6, Agree your role in the conversation.

In more formal conversations it can be really useful to establish what the other person needs from you. It can guide you both to the purpose of the conversation and can help lead to a more satisfactory outcome. Teaching can be tough and sometimes staff just need to offload. More often than not, if you follow with “what do you need from me in this situation?” the reply is invariably that they just needed to get the issue off their chest or needed some empathetic acknowledgement that the situation was difficult.

In meetings it can help to discuss the different ways you can support your colleague during the conversation. It can also prevent the offer of unsolicited advice and subsequent frustrations.

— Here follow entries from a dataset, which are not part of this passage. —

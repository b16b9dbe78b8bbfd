use std::io::Cursor;

use axum::{
    extract::{Multipart, Path, State},
    response::Json,
};
use bytes::Bytes;
use tracing::{debug, info};

use crate::error::{AppError, AppResult, StoreError, ValidationError};
use crate::models::{ResumeAnswers, SubmissionResponse, UploadAttempt};
use crate::services::validator;
use crate::state::AppState;

/// One resume upload: multipart fields `email` (text) and `resume` (file).
///
/// A returning applicant with `submitted = true` is routed straight to the
/// already-submitted outcome without re-entering validation. Otherwise the
/// upload runs the full pipeline: validate, extract, persist, respond with
/// the extracted answers.
pub async fn submit_resume(
    State(state): State<AppState>,
    multipart: Multipart,
) -> AppResult<Json<SubmissionResponse>> {
    let upload = read_upload(multipart).await?;
    debug!(email = %upload.email, filename = %upload.filename, "Received submission request");

    let applicant = state
        .store
        .find_applicant(&upload.email)
        .await?
        .ok_or_else(|| StoreError::ApplicantNotFound(upload.email.clone()))?;

    if applicant.submitted {
        info!(email = %applicant.email, "Submission already received, skipping intake");
        return Ok(Json(SubmissionResponse::already_submitted(applicant.email)));
    }

    let mut attempt = UploadAttempt::new(upload.filename, Cursor::new(upload.content));
    let path = validator::validate(&mut attempt, &state.policy)?;

    let answers = state.coordinator.process(&path, &applicant.email).await?;
    Ok(Json(SubmissionResponse::received(applicant.email, answers)))
}

/// Redisplay the stored answers for an applicant.
pub async fn show_answers(
    State(state): State<AppState>,
    Path(email): Path<String>,
) -> AppResult<Json<ResumeAnswers>> {
    let answers = state.coordinator.retrieve(&email).await?;
    Ok(Json(answers))
}

struct RawUpload {
    email: String,
    filename: String,
    content: Bytes,
}

async fn read_upload(mut multipart: Multipart) -> Result<RawUpload, AppError> {
    let mut email: Option<String> = None;
    let mut file: Option<(String, Bytes)> = None;

    while let Some(field) = multipart
        .next_field()
        .await
        .map_err(|e| AppError::internal(format!("could not read multipart field: {e}")))?
    {
        let field_name = field.name().map(str::to_string);
        match field_name.as_deref() {
            Some("email") => {
                let value = field
                    .text()
                    .await
                    .map_err(|e| AppError::internal(format!("could not read email field: {e}")))?;
                email = Some(value.trim().to_string());
            }
            Some("resume") => {
                let filename = field.file_name().unwrap_or_default().to_string();
                let content = field
                    .bytes()
                    .await
                    .map_err(|e| AppError::internal(format!("could not read resume field: {e}")))?;
                file = Some((filename, content));
            }
            _ => {}
        }
    }

    let email = match email {
        Some(value) if !value.is_empty() => value,
        _ => return Err(AppError::missing_field("email")),
    };
    let (filename, content) = file.ok_or(ValidationError::NoFile)?;

    Ok(RawUpload {
        email,
        filename,
        content,
    })
}
use axum::response::Json;
use serde_json::{json, Value};
use std::time::SystemTime;
use tracing::info;

use crate::error::AppResult;

/// Health check endpoint
pub async fn health_handler() -> AppResult<Json<Value>> {
    let timestamp = SystemTime::now()
        .duration_since(SystemTime::UNIX_EPOCH)
        .map(|d| d.as_secs())
        .unwrap_or_default();

    info!("Health check requested");

    Ok(Json(json!({
        "status": "healthy",
        "timestamp": timestamp,
        "version": env!("CARGO_PKG_VERSION"),
        "service": "intake",
    })))
}
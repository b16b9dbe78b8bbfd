use axum::{extract::State, response::Json};
use tracing::{info, warn};

use crate::error::{AppError, AppResult};
use crate::models::{AccountResponse, CreateAccountRequest, LoginRequest, LoginResponse};
use crate::state::AppState;

/// Register a new applicant. Email uniqueness is enforced by the store; a
/// duplicate registration fails with 409.
pub async fn create_account(
    State(state): State<AppState>,
    Json(request): Json<CreateAccountRequest>,
) -> AppResult<Json<AccountResponse>> {
    if request.email.trim().is_empty() {
        return Err(AppError::missing_field("email"));
    }
    if request.password.is_empty() {
        return Err(AppError::missing_field("password"));
    }

    let applicant = state
        .store
        .create_applicant(request.email.trim(), &request.password)
        .await?;

    info!(email = %applicant.email, "Account created");
    Ok(Json(AccountResponse {
        email: applicant.email,
        submitted: applicant.submitted,
    }))
}

/// Credential check. The response carries the submission state so the client
/// can route an already-submitted applicant straight to the received view.
pub async fn login(
    State(state): State<AppState>,
    Json(request): Json<LoginRequest>,
) -> AppResult<Json<LoginResponse>> {
    match state
        .store
        .authenticate(&request.email, &request.password)
        .await?
    {
        Some(applicant) => {
            info!(email = %applicant.email, submitted = applicant.submitted, "Login succeeded");
            Ok(Json(LoginResponse {
                email: applicant.email,
                submitted: applicant.submitted,
            }))
        }
        None => {
            warn!(email = %request.email, "Login failed");
            Err(AppError::InvalidCredentials)
        }
    }
}
use serde::{Deserialize, Serialize};

use crate::models::ResumeAnswers;

#[derive(Debug, Deserialize, Serialize)]
pub struct CreateAccountRequest {
    pub email: String,
    pub password: String,
}

#[derive(Debug, Deserialize, Serialize)]
pub struct LoginRequest {
    pub email: String,
    pub password: String,
}

/// Login result. `submitted` lets the client route a returning applicant
/// straight to the "submission received" view.
#[derive(Debug, Serialize, Deserialize)]
pub struct LoginResponse {
    pub email: String,
    pub submitted: bool,
}

#[derive(Debug, Serialize, Deserialize)]
pub struct AccountResponse {
    pub email: String,
    pub submitted: bool,
}

#[derive(Debug, Serialize, Deserialize)]
pub struct SubmissionResponse {
    pub email: String,
    pub already_submitted: bool,
    pub answers: Option<ResumeAnswers>,
}

impl SubmissionResponse {
    pub fn received(email: impl Into<String>, answers: ResumeAnswers) -> Self {
        Self {
            email: email.into(),
            already_submitted: false,
            answers: Some(answers),
        }
    }

    pub fn already_submitted(email: impl Into<String>) -> Self {
        Self {
            email: email.into(),
            already_submitted: true,
            answers: None,
        }
    }
}
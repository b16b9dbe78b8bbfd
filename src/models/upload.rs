use std::io::{Read, Seek};

/// One raw upload, alive only for the duration of a validation call.
///
/// The stream is `Read + Seek` so the size check can measure the content and
/// rewind without consuming it; in the HTTP handlers this is a `Cursor` over
/// the multipart body.
#[derive(Debug)]
pub struct UploadAttempt<R: Read + Seek> {
    pub filename: String,
    pub stream: R,
}

impl<R: Read + Seek> UploadAttempt<R> {
    pub fn new(filename: impl Into<String>, stream: R) -> Self {
        Self {
            filename: filename.into(),
            stream,
        }
    }
}
pub mod accounts;
pub mod health;
pub mod submissions;

pub use accounts::{create_account, login};
pub use health::health_handler;
pub use submissions::{show_answers, submit_resume};
pub mod applicant;
pub mod response;
pub mod resume;
pub mod upload;

pub use applicant::Applicant;
pub use response::{
    AccountResponse, CreateAccountRequest, LoginRequest, LoginResponse, SubmissionResponse,
};
pub use resume::{EducationEntry, ResumeAnswers, WorkEntry};
pub use upload::UploadAttempt;
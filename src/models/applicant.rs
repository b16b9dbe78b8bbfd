use chrono::{DateTime, Utc};
use serde::Serialize;

/// A registered applicant, keyed by email.
///
/// `submitted` flips to true exactly once, after a submission has been
/// durably recorded. The password is stored as given; credential handling
/// beyond an equality check is out of scope for this service.
#[derive(Debug, Clone, Serialize)]
pub struct Applicant {
    pub email: String,
    #[serde(skip_serializing)]
    pub password: String,
    pub submitted: bool,
    pub created_at: DateTime<Utc>,
}
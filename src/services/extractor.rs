//! The extraction collaborator seam.
//!
//! The pipeline only depends on the [`ResumeExtractor`] contract: given an
//! accepted file, produce a [`ResumeAnswers`] or fail. How the answers are
//! produced is deliberately opaque; the default implementation extracts the
//! document text and applies layout heuristics, and tests substitute mocks.

use std::path::Path;

use tracing::{debug, info};

use crate::error::ExtractError;
use crate::models::{EducationEntry, ResumeAnswers, WorkEntry};

pub trait ResumeExtractor: Send + Sync {
    /// Answer the fixed question set for the document at `path`.
    ///
    /// Fails on unreadable or garbled content; the caller does not retry.
    fn extract(&self, path: &Path) -> Result<ResumeAnswers, ExtractError>;
}

/// Default extractor: text extraction via `pdf-extract` plus section-based
/// layout heuristics.
#[derive(Debug, Default)]
pub struct PdfResumeExtractor;

impl PdfResumeExtractor {
    pub fn new() -> Self {
        Self
    }
}

impl ResumeExtractor for PdfResumeExtractor {
    fn extract(&self, path: &Path) -> Result<ResumeAnswers, ExtractError> {
        info!(path = %path.display(), "Extracting answers from resume");

        let text = pdf_extract::extract_text(path)
            .map_err(|e| ExtractError::failed(format!("could not read document text: {e}")))?;
        if text.trim().is_empty() {
            return Err(ExtractError::failed("document contains no extractable text"));
        }

        let answers = parse_answers(&text);
        debug!(
            name = %answers.name,
            education_entries = answers.education.len(),
            work_entries = answers.work_experience.len(),
            "Extraction complete"
        );
        Ok(answers)
    }
}

#[derive(Clone, Copy, PartialEq)]
enum Section {
    Preamble,
    Education,
    Work,
    Skills,
}

/// Turn raw resume text into structured answers.
///
/// The name is the first preamble line without a phone-sized digit run, the
/// phone is searched in the preamble only (dates further down would match a
/// digit scan), and section bodies are split into entries on newlines and
/// semicolons with comma-separated fields. Entry order follows the document.
pub fn parse_answers(text: &str) -> ResumeAnswers {
    let mut section = Section::Preamble;
    let mut name = String::new();
    let mut phone = String::new();
    let mut education = Vec::new();
    let mut work_experience = Vec::new();
    let mut skills: Vec<String> = Vec::new();

    for raw in text.lines() {
        let line = raw.trim();
        if line.is_empty() {
            continue;
        }
        if let Some(next) = section_heading(line) {
            section = next;
            continue;
        }

        match section {
            Section::Preamble => {
                if phone.is_empty() {
                    if let Some(found) = phone_candidate(line) {
                        phone = found;
                        continue;
                    }
                }
                if name.is_empty() {
                    name = line.to_string();
                }
            }
            Section::Education => {
                for chunk in line.split(';').map(str::trim).filter(|c| !c.is_empty()) {
                    education.push(education_entry(chunk));
                }
            }
            Section::Work => {
                for chunk in line.split(';').map(str::trim).filter(|c| !c.is_empty()) {
                    work_experience.push(work_entry(chunk));
                }
            }
            Section::Skills => {
                skills.push(line.trim_end_matches(',').to_string());
            }
        }
    }

    ResumeAnswers {
        name,
        phone,
        education,
        work_experience,
        skills: skills.join(", "),
    }
}

fn section_heading(line: &str) -> Option<Section> {
    let normalized = line.trim_end_matches(':').trim().to_lowercase();
    match normalized.as_str() {
        "education" => Some(Section::Education),
        "work experience" | "experience" | "employment" | "work history" => Some(Section::Work),
        "skills" => Some(Section::Skills),
        _ => None,
    }
}

/// Fields are comma-separated: institution, course, start date, end date.
/// Missing trailing fields stay empty.
fn education_entry(chunk: &str) -> EducationEntry {
    let mut fields = chunk.splitn(4, ',').map(|f| f.trim().to_string());
    EducationEntry {
        institution: fields.next().unwrap_or_default(),
        course: fields.next().unwrap_or_default(),
        start_date: fields.next().unwrap_or_default(),
        end_date: fields.next().unwrap_or_default(),
    }
}

fn work_entry(chunk: &str) -> WorkEntry {
    let mut fields = chunk.splitn(4, ',').map(|f| f.trim().to_string());
    WorkEntry {
        organization: fields.next().unwrap_or_default(),
        role: fields.next().unwrap_or_default(),
        start_date: fields.next().unwrap_or_default(),
        end_date: fields.next().unwrap_or_default(),
    }
}

/// A line qualifies as the phone number when it carries a run of telephone
/// characters with at least seven digits.
fn phone_candidate(line: &str) -> Option<String> {
    let mut current = String::new();
    let mut best: Option<String> = None;

    let consider = |candidate: &str, best: &mut Option<String>| {
        let digits = candidate.chars().filter(char::is_ascii_digit).count();
        if digits >= 7 && best.is_none() {
            *best = Some(candidate.trim_matches([' ', '.', '-']).to_string());
        }
    };

    for ch in line.chars() {
        if ch.is_ascii_digit() || "+-() .".contains(ch) {
            current.push(ch);
        } else {
            consider(&current, &mut best);
            current.clear();
        }
    }
    consider(&current, &mut best);
    best
}
//! Integration tests for the repository.

mod common;

use std::sync::Arc;

use common::{init_tracing, task_repo, Task};
use parking_lot::Mutex;
use serde_json::{json, Value};
use snapstore::{
    CommitOptions, Entity, Identity, NotificationConfig, NotificationFilter, Repository,
    Revision, StoreNotification,
};

// --- Single entity ---

#[tokio::test]
async fn test_commit_and_get_single_entity() {
    init_tracing();
    let (repo, db) = task_repo().await;

    let mut t1 = Task::new("t1").init();
    repo.commit(&mut t1, CommitOptions::default()).await.unwrap();

    let loaded = repo.get("t1").await.unwrap().unwrap();
    assert_eq!(loaded.id(), Some(&Identity::from("t1")));
    assert_eq!(loaded.revision(), Revision(1));
    assert_eq!(loaded.status, "initiated");
    assert!(loaded.core().events().is_empty());

    // 1 < rounds, so no snapshot was written.
    assert!(db.memory_collection("task.snapshots").is_empty());
    assert_eq!(db.memory_collection("task.events").len(), 1);
}

#[tokio::test]
async fn test_get_unknown_is_none() {
    let (repo, _) = task_repo().await;
    assert!(repo.get("nope").await.unwrap().is_none());
}

#[tokio::test]
async fn test_numeric_identity() {
    let (repo, _) = task_repo().await;

    let mut task = Task::new(42i64).init();
    repo.commit(&mut task, CommitOptions::default()).await.unwrap();

    let loaded = repo.get(42i64).await.unwrap().unwrap();
    assert_eq!(loaded.id(), Some(&Identity::Num(42)));
    assert!(repo.get("42").await.unwrap().is_none());
}

#[tokio::test]
async fn test_incremental_commits_continue_revision() {
    let (repo, _) = task_repo().await;

    let mut task = Task::new("t2").init();
    repo.commit(&mut task, CommitOptions::default()).await.unwrap();

    let task = repo.get("t2").await.unwrap().unwrap();
    let mut task = task.start("Ana").end("Ben");
    repo.commit(&mut task, CommitOptions::default()).await.unwrap();

    let loaded = repo.get("t2").await.unwrap().unwrap();
    assert_eq!(loaded.revision(), Revision(3));
    assert_eq!(loaded.status, "ended");
    assert_eq!(loaded.started_by.as_deref(), Some("Ana"));
    assert_eq!(loaded.ended_by.as_deref(), Some("Ben"));
}

// --- Batches ---

#[tokio::test]
async fn test_commit_and_get_multiple_entities() {
    let (repo, _) = task_repo().await;

    let mut batch = vec![Task::new("foo").init(), Task::new("bar").init()];
    repo.commit_many(&mut batch, CommitOptions::default())
        .await
        .unwrap();

    let loaded = repo
        .get_many(&["foo".into(), "bar".into()])
        .await
        .unwrap();
    assert_eq!(loaded.len(), 2);
    assert_eq!(loaded[0].as_ref().unwrap().id(), Some(&Identity::from("foo")));
    assert_eq!(loaded[1].as_ref().unwrap().id(), Some(&Identity::from("bar")));
}

#[tokio::test]
async fn test_commit_and_get_multiple_by_snapshot() {
    let (repo, db) = task_repo().await;

    let mut batch = vec![
        Task::new("x").init().start("Martha"),
        Task::new("y").init().start("Josh"),
    ];
    repo.commit_many(&mut batch, CommitOptions::snapshot())
        .await
        .unwrap();
    assert_eq!(db.memory_collection("task.snapshots").len(), 2);
    assert!(batch.iter().all(|t| t.version() == Revision(2)));

    let loaded = repo.get_many(&["x".into(), "y".into()]).await.unwrap();
    let x = loaded[0].as_ref().unwrap();
    let y = loaded[1].as_ref().unwrap();
    assert_eq!(x.revision(), Revision(2));
    assert_eq!(y.revision(), Revision(2));
    assert_eq!(x.version(), Revision(2));
    assert_eq!(x.started_by.as_deref(), Some("Martha"));
    assert_eq!(y.started_by.as_deref(), Some("Josh"));
}

#[tokio::test]
async fn test_batch_preserves_input_order() {
    let (repo, _) = task_repo().await;

    let mut batch = vec![
        Task::new("a").init(),
        Task::new("b").init().start("Bo"),
        Task::new("c").init(),
    ];
    repo.commit_many(&mut batch, CommitOptions::default())
        .await
        .unwrap();

    let ids: Vec<Identity> = vec!["c".into(), "missing".into(), "a".into(), "b".into()];
    let loaded = repo.get_many(&ids).await.unwrap();

    assert_eq!(loaded.len(), 4);
    assert_eq!(loaded[0].as_ref().unwrap().id(), Some(&ids[0]));
    assert!(loaded[1].is_none());
    assert_eq!(loaded[2].as_ref().unwrap().id(), Some(&ids[2]));
    assert_eq!(loaded[3].as_ref().unwrap().revision(), Revision(2));
}

#[tokio::test]
async fn test_batch_and_single_agree() {
    let (repo, _) = task_repo().await;

    // One entity with a snapshot plus newer events, one without a snapshot.
    let mut snapped = vec![Task::new("s").init().start("Ida")];
    repo.commit_many(&mut snapped, CommitOptions::snapshot())
        .await
        .unwrap();
    let mut s = snapped.pop().unwrap().end("Ivo");
    repo.commit(&mut s, CommitOptions::default()).await.unwrap();
    let mut plain = Task::new("p").init().start("Per");
    repo.commit(&mut plain, CommitOptions::default()).await.unwrap();

    for id in ["s", "p"] {
        let single = repo.get(id).await.unwrap().unwrap();
        let batch = repo.get_many(&[id.into()]).await.unwrap();
        assert_eq!(batch.len(), 1);
        let batched = batch[0].as_ref().unwrap();

        assert_eq!(single.revision(), batched.revision());
        assert_eq!(single.version(), batched.version());
        assert_eq!(single.state().unwrap(), batched.state().unwrap());
    }

    // Both baselines in one call: one slot resumes from a snapshot, the other
    // replays from scratch.
    let ids: Vec<Identity> = vec!["s".into(), "p".into()];
    let batch = repo.get_many(&ids).await.unwrap();
    assert_eq!(batch.len(), 2);
    for (id, slot) in ids.iter().zip(&batch) {
        let single = repo.get(id.clone()).await.unwrap().unwrap();
        let batched = slot.as_ref().unwrap();

        assert_eq!(batched.id(), Some(id));
        assert_eq!(single.revision(), batched.revision());
        assert_eq!(single.version(), batched.version());
        assert_eq!(single.state().unwrap(), batched.state().unwrap());
    }

    let s = batch[0].as_ref().unwrap();
    assert_eq!(s.revision(), Revision(3));
    assert_eq!(s.version(), Revision(2));
    assert_eq!(s.ended_by.as_deref(), Some("Ivo"));
    let p = batch[1].as_ref().unwrap();
    assert_eq!(p.revision(), Revision(2));
    assert_eq!(p.version(), Revision(0));
    assert_eq!(p.started_by.as_deref(), Some("Per"));
}

#[tokio::test]
async fn test_get_many_empty_input() {
    let (repo, _) = task_repo().await;
    assert!(repo.get_many(&[]).await.unwrap().is_empty());
}

// --- All ---

#[tokio::test]
async fn test_get_all_on_empty_store() {
    let (repo, _) = task_repo().await;
    assert!(repo.get_all().await.unwrap().is_empty());
}

#[tokio::test]
async fn test_get_all() {
    let (repo, _) = task_repo().await;

    let mut batch = vec![Task::new("one").init(), Task::new("two").init().start("Al")];
    repo.commit_many(&mut batch, CommitOptions::default())
        .await
        .unwrap();

    let all = repo.get_all().await.unwrap();
    let mut ids: Vec<String> = all.iter().filter_map(|t| t.id()).map(|id| id.to_string()).collect();
    ids.sort();
    assert_eq!(ids, vec!["one".to_string(), "two".to_string()]);
}

// --- Snapshot cadence ---

#[tokio::test]
async fn test_snapshot_taken_at_cadence() {
    let (repo, db) = task_repo().await;
    let snapshots = db.memory_collection("task.snapshots");

    let mut task = Task::new("c1");
    for n in 0..9 {
        task.record("tick", json!(n)).unwrap();
    }
    repo.commit(&mut task, CommitOptions::default()).await.unwrap();
    assert!(snapshots.is_empty());

    task.record("tick", json!(9)).unwrap();
    repo.commit(&mut task, CommitOptions::default()).await.unwrap();
    assert_eq!(snapshots.len(), 1);
    assert_eq!(task.version(), Revision(10));

    // Loading replays nothing newer than the snapshot.
    let loaded = repo.get("c1").await.unwrap().unwrap();
    assert_eq!(loaded.revision(), Revision(10));
    assert_eq!(loaded.version(), Revision(10));
}

#[tokio::test]
async fn test_custom_rounds() {
    let db = Arc::new(snapstore::MemoryDatabase::new());
    let repo = Repository::<Task>::builder()
        .factory(Task::new)
        .database(db.clone())
        .name("jobs")
        .rounds(2)
        .open()
        .await
        .unwrap();
    assert_eq!(repo.rounds(), 2);

    let mut task = Task::new("j1").init().start("Eve");
    repo.commit(&mut task, CommitOptions::default()).await.unwrap();

    assert_eq!(db.memory_collection("jobs.snapshots").len(), 1);
    assert_eq!(db.memory_collection("jobs.events").len(), 2);
}

// --- Notifications ---

#[tokio::test]
async fn test_queued_notifications_emitted_after_commit() {
    let (repo, _) = task_repo().await;
    let seen: Arc<Mutex<Vec<Value>>> = Arc::new(Mutex::new(Vec::new()));

    let mut task = Task::new("n1").init();
    let sink = Arc::clone(&seen);
    task.core_mut().on(
        "ended",
        Arc::new(move |args: &[Value]| sink.lock().extend(args.iter().cloned())),
    );
    let mut task = task.start("Ola").end("Kim");
    task.enqueue("ended", vec![json!("again")]);

    assert!(seen.lock().is_empty());
    repo.commit(&mut task, CommitOptions::default()).await.unwrap();

    assert_eq!(*seen.lock(), vec![json!("Kim"), json!("again")]);
    assert!(task.core().queued().is_empty());
}

#[tokio::test]
async fn test_commit_broadcasts_to_subscribers() {
    let (repo, _) = task_repo().await;
    let handle = repo.notifier().subscribe(NotificationConfig {
        filter: NotificationFilter::all(),
        ..Default::default()
    });

    let mut task = Task::new("b1").init().start("Uma");
    repo.commit(&mut task, CommitOptions::snapshot()).await.unwrap();

    let received = handle.drain();
    assert_eq!(
        received,
        vec![
            StoreNotification::Snapshotted {
                entity: "task".into(),
                id: "b1".into(),
                revision: Revision(2),
            },
            StoreNotification::Committed {
                entity: "task".into(),
                id: "b1".into(),
                revision: Revision(2),
                events: 2,
            },
        ]
    );
}

#[tokio::test]
async fn test_commit_without_events_is_not_broadcast() {
    let (repo, _) = task_repo().await;
    let handle = repo.notifier().subscribe(NotificationConfig {
        filter: NotificationFilter::all(),
        ..Default::default()
    });

    let mut idle = Task::new("idle");
    repo.commit(&mut idle, CommitOptions::default()).await.unwrap();
    assert!(handle.drain().is_empty());

    // A forced snapshot is still announced, but no commit is.
    repo.commit(&mut idle, CommitOptions::snapshot()).await.unwrap();
    assert_eq!(
        handle.drain(),
        vec![StoreNotification::Snapshotted {
            entity: "task".into(),
            id: "idle".into(),
            revision: Revision(0),
        }]
    );
}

For example: “Would you like me to just listen and be a sounding board while you explore this issue? Would you like my advice, opinion or ideas? Would you like me to challenge your thinking or perspective on this matter? Would you like me to point out your blind-spots or play ‘Devil’s advocate’ with you? Would it help if one of us made notes?”


7, What’s your point?

Have you ever left a discussion and were not sure what the message was? Or maybe you had no idea what you were supposed to do with the excess of information you have just received.

Poor communication can cause an unnecessary amount of confusion and can lead to stress if staff are left ruminating over unclear messaging. Poor communication can also impact on workload if staff have to amend substandard work produced as a result of a poor initial explanation or if they have to ask for further clarification.

Sometimes we dilute our message because we are afraid of the impact it might have on the person receiving it; sometimes it is because we simply haven’t thought through what we want to say ahead of time.

If the point you are trying to make is important, think ahead. What’s the headline? What, exactly, do you want the other person to know, be aware of, understand or do? Teachers and leaders are time-poor – if you had to say what you wanted to say in the minimum number of words, what would they be? How can you say this in the kindest possible way? How do you know the other person has fully understood what you have said or asked?

To clarify any expectations, Brené Brown in her book Dare to Lead (2018), suggests asking the great question: “What does ‘done’ look like?” This can prompt any further what, where, when, or how questions.


8, What does success look like?

It is easy to get side-tracked in conversations and for meetings to end without a satisfactory conclusion. If you are leading the conversation, one simple strategy is to ask from the outset: “What would be a successful outcome for this conversation for you?”

It might be that someone simply wants the opportunity to air an issue or perhaps they want some guidance on their next steps. Does the member of staff want an opportunity to have their hard work acknowledged and celebrated by you?

How do you know if the conversation has had a satisfactory conclusion? What purpose has it served? If appropriate ask: “Given all the points we have discussed, what has resonated with you most? What is your key take-away? What will be your next steps? What was most useful or valuable thing about our conversation for you today? Let’s just check again that we are on the same page on this matter.”


Conclusion

I will leave you with one final thought that my own mother used to reiterate to me growing up: “Speak to others how you would like others to speak to you.” Or if I may put my own twist on this: “Listen to others how you wish others would listen to you.”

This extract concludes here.